Given information Block Start

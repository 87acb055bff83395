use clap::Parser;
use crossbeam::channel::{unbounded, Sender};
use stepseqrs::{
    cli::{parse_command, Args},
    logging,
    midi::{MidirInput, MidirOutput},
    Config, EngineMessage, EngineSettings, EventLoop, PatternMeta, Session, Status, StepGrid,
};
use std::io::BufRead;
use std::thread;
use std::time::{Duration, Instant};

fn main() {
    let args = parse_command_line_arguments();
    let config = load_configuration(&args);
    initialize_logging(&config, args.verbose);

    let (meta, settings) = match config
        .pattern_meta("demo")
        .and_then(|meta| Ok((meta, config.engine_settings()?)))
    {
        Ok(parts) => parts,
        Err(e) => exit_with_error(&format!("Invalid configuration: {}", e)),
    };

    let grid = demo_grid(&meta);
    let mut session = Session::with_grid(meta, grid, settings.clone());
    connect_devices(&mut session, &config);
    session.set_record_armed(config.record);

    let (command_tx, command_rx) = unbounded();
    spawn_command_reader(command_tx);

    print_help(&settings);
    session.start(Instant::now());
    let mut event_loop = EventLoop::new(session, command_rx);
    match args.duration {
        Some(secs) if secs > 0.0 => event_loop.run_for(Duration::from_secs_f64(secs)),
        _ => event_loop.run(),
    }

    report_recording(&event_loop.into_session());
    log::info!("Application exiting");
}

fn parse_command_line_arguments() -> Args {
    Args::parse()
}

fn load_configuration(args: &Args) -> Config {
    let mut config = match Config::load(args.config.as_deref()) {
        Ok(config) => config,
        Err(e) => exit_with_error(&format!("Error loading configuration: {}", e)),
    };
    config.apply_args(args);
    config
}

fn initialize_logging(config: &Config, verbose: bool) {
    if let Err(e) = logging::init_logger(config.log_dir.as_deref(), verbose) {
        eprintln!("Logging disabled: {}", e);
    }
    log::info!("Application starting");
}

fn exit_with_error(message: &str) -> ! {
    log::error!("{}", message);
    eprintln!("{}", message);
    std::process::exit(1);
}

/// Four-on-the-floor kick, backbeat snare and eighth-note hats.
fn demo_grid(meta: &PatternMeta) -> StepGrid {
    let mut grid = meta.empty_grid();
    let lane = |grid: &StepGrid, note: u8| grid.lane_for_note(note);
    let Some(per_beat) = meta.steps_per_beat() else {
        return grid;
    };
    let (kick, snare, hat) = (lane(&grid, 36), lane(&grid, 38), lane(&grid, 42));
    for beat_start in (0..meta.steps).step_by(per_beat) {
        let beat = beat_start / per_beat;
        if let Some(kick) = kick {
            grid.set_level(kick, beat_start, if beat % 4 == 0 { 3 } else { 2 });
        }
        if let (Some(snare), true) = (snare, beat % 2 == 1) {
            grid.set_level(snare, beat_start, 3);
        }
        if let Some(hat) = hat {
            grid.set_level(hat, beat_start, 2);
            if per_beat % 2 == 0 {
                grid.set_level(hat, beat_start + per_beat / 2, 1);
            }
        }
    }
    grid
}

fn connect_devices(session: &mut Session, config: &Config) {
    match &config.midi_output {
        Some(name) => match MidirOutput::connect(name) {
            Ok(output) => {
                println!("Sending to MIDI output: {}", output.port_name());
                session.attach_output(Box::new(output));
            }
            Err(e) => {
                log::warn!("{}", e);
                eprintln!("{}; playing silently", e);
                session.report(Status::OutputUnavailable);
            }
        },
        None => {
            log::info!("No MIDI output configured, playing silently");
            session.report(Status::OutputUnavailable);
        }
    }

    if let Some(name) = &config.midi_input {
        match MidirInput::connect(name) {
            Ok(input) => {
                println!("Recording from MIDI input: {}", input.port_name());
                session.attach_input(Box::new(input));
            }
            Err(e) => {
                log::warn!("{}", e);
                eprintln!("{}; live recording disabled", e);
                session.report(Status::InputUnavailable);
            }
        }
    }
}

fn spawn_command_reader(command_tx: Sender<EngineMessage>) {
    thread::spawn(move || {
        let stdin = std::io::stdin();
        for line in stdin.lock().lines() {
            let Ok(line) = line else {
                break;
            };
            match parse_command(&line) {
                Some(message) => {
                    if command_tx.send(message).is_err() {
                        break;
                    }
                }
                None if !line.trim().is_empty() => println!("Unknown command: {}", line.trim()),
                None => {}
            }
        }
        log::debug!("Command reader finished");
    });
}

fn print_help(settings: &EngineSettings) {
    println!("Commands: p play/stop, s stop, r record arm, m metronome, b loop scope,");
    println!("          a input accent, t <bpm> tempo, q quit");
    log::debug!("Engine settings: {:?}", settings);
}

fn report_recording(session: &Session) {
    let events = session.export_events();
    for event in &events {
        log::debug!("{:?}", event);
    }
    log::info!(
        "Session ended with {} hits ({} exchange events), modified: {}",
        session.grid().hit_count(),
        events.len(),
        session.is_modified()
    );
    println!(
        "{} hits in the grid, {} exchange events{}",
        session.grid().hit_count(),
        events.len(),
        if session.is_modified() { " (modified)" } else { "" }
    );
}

Given information Block End
Given information Block Start

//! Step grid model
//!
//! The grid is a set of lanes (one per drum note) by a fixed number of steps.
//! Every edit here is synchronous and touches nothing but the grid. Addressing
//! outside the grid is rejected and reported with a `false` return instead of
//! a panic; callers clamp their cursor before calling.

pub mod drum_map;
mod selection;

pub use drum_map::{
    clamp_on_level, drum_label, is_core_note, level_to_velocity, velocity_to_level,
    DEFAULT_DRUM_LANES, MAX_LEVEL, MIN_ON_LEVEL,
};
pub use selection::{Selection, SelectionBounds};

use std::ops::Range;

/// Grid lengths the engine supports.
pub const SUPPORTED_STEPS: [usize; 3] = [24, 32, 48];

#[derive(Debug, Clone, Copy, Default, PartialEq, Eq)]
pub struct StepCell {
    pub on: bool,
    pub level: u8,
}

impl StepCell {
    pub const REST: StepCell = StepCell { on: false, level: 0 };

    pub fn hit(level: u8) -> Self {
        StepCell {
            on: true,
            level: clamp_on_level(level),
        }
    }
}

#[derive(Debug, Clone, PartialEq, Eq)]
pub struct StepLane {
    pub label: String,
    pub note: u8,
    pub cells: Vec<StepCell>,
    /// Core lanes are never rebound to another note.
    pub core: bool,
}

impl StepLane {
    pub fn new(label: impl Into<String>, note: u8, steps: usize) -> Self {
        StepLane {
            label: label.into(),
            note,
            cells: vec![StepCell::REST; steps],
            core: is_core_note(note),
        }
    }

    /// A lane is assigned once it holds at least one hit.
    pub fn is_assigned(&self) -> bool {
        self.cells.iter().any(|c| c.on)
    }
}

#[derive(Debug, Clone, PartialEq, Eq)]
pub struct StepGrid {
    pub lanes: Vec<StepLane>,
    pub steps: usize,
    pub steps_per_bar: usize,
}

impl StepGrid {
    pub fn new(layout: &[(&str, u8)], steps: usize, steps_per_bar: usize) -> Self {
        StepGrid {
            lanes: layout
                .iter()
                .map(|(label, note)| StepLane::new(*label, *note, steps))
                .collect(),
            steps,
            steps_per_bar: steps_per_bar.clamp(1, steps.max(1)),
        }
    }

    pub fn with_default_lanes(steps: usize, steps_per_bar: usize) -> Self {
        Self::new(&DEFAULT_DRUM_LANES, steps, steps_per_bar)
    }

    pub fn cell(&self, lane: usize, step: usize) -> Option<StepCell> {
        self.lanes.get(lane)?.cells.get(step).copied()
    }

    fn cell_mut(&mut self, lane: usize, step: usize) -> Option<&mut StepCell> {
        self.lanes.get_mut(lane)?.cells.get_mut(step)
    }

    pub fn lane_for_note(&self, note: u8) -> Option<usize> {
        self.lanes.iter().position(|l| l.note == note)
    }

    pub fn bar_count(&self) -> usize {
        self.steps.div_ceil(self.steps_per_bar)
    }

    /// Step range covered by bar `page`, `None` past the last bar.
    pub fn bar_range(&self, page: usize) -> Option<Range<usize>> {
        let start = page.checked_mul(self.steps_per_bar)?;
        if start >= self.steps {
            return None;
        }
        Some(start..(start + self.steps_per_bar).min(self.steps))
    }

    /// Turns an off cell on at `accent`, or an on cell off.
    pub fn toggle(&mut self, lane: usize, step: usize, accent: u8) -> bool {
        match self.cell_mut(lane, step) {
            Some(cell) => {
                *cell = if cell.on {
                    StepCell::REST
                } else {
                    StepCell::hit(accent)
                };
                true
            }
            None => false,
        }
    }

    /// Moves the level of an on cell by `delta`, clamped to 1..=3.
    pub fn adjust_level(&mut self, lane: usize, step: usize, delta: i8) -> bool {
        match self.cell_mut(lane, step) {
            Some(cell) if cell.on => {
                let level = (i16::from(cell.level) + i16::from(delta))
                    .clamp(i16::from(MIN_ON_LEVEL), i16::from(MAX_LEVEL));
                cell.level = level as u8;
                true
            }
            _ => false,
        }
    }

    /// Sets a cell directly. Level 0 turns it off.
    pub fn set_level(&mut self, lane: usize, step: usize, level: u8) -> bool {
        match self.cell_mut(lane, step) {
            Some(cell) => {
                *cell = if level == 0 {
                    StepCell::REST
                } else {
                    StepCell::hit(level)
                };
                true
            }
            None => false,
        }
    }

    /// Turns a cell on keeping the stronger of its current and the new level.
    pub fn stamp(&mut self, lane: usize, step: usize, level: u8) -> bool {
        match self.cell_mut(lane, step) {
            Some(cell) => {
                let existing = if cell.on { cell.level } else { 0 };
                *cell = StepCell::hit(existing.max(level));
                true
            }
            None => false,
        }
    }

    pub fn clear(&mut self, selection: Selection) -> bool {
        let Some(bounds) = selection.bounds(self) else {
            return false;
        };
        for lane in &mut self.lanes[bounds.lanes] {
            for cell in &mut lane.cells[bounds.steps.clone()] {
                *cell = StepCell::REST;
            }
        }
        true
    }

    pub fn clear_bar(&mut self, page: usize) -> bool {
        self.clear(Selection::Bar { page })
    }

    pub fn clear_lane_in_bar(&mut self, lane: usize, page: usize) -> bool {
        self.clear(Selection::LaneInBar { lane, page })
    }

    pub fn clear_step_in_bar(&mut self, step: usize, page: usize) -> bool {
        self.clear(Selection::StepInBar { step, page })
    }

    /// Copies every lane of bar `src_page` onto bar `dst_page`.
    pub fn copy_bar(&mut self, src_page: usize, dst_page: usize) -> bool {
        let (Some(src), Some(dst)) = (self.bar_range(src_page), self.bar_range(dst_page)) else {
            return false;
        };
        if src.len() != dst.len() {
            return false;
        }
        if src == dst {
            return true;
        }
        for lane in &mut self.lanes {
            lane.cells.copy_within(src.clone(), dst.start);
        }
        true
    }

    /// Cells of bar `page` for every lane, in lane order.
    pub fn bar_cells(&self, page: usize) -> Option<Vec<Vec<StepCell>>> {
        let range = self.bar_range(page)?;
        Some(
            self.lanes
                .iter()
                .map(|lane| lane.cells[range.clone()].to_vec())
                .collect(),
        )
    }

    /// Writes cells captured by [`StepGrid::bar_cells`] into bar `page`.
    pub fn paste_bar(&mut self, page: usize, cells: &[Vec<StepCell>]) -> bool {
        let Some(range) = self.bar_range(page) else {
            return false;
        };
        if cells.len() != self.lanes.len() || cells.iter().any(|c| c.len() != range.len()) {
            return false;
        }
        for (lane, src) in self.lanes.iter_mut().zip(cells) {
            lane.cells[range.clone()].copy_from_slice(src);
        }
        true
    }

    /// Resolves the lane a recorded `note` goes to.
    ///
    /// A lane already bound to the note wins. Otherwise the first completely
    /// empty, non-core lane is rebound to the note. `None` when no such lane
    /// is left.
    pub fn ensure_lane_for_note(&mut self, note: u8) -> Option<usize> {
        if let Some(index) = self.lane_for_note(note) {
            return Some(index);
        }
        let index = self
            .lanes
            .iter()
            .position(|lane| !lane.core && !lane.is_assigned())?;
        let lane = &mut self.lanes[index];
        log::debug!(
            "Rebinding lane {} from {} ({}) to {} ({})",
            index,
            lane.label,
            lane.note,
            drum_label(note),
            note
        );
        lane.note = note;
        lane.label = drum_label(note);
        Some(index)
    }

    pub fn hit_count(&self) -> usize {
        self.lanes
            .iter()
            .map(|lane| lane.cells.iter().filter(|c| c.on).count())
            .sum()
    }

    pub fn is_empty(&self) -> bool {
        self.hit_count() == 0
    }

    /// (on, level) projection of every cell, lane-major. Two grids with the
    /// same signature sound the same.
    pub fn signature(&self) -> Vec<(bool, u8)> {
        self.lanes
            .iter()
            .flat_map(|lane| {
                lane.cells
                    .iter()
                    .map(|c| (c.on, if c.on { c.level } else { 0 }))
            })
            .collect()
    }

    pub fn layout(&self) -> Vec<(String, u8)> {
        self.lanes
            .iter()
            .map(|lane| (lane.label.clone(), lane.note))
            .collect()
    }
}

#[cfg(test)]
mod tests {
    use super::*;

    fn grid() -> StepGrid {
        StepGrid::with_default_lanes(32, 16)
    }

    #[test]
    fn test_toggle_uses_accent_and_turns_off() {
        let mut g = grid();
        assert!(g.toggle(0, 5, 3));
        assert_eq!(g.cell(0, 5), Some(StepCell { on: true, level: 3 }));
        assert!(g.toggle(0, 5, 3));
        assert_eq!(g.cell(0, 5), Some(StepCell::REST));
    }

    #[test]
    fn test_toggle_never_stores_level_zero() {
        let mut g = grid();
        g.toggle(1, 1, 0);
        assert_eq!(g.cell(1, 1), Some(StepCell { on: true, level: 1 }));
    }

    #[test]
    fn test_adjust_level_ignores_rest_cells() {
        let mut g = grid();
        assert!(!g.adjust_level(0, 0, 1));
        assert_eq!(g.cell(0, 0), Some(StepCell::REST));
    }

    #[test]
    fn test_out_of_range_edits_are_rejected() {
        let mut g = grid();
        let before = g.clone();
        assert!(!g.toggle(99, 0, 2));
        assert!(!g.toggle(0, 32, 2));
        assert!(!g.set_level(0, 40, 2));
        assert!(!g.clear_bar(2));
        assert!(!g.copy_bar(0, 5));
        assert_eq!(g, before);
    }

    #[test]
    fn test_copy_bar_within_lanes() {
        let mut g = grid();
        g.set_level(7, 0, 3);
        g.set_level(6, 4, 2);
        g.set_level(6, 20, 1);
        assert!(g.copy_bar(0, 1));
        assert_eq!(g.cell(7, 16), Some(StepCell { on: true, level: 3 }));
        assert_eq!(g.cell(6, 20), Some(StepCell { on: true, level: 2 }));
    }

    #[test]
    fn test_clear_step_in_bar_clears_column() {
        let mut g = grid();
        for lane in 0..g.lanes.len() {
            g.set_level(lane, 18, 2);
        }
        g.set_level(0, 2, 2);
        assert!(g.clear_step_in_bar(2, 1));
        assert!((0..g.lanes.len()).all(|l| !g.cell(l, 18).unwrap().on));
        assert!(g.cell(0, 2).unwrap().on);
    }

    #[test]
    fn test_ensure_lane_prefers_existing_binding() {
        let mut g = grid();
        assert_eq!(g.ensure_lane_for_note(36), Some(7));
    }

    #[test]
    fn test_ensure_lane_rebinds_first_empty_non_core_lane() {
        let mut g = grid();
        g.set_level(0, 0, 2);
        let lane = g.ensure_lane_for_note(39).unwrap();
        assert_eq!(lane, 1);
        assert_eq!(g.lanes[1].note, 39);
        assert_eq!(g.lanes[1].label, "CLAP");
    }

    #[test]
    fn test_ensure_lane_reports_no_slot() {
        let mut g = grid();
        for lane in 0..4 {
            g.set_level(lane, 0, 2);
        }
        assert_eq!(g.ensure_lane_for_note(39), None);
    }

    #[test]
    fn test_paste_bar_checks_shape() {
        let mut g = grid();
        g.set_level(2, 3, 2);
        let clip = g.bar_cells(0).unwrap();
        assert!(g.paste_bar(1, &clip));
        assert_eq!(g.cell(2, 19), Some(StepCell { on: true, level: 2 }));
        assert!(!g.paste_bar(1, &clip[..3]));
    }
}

Given information Block End

### Work required
Would you copy, unchanged, the stretch of the records above that begins at the line containing "pub fn clear(&mut" and ends at the line containing "pub fn clear_lane_in_bar(&mut", and only that?

### Response box
    pub fn clear(&mut self, selection: Selection) -> bool {
        let Some(bounds) = selection.bounds(self) else {
            return false;
        };
        for lane in &mut self.lanes[bounds.lanes] {
            for cell in &mut lane.cells[bounds.steps.clone()] {
                *cell = StepCell::REST;
            }
        }
        true
    }

    pub fn clear_bar(&mut self, page: usize) -> bool {
        self.clear(Selection::Bar { page })
    }

    pub fn clear_lane_in_bar(&mut self, lane: usize, page: usize) -> bool {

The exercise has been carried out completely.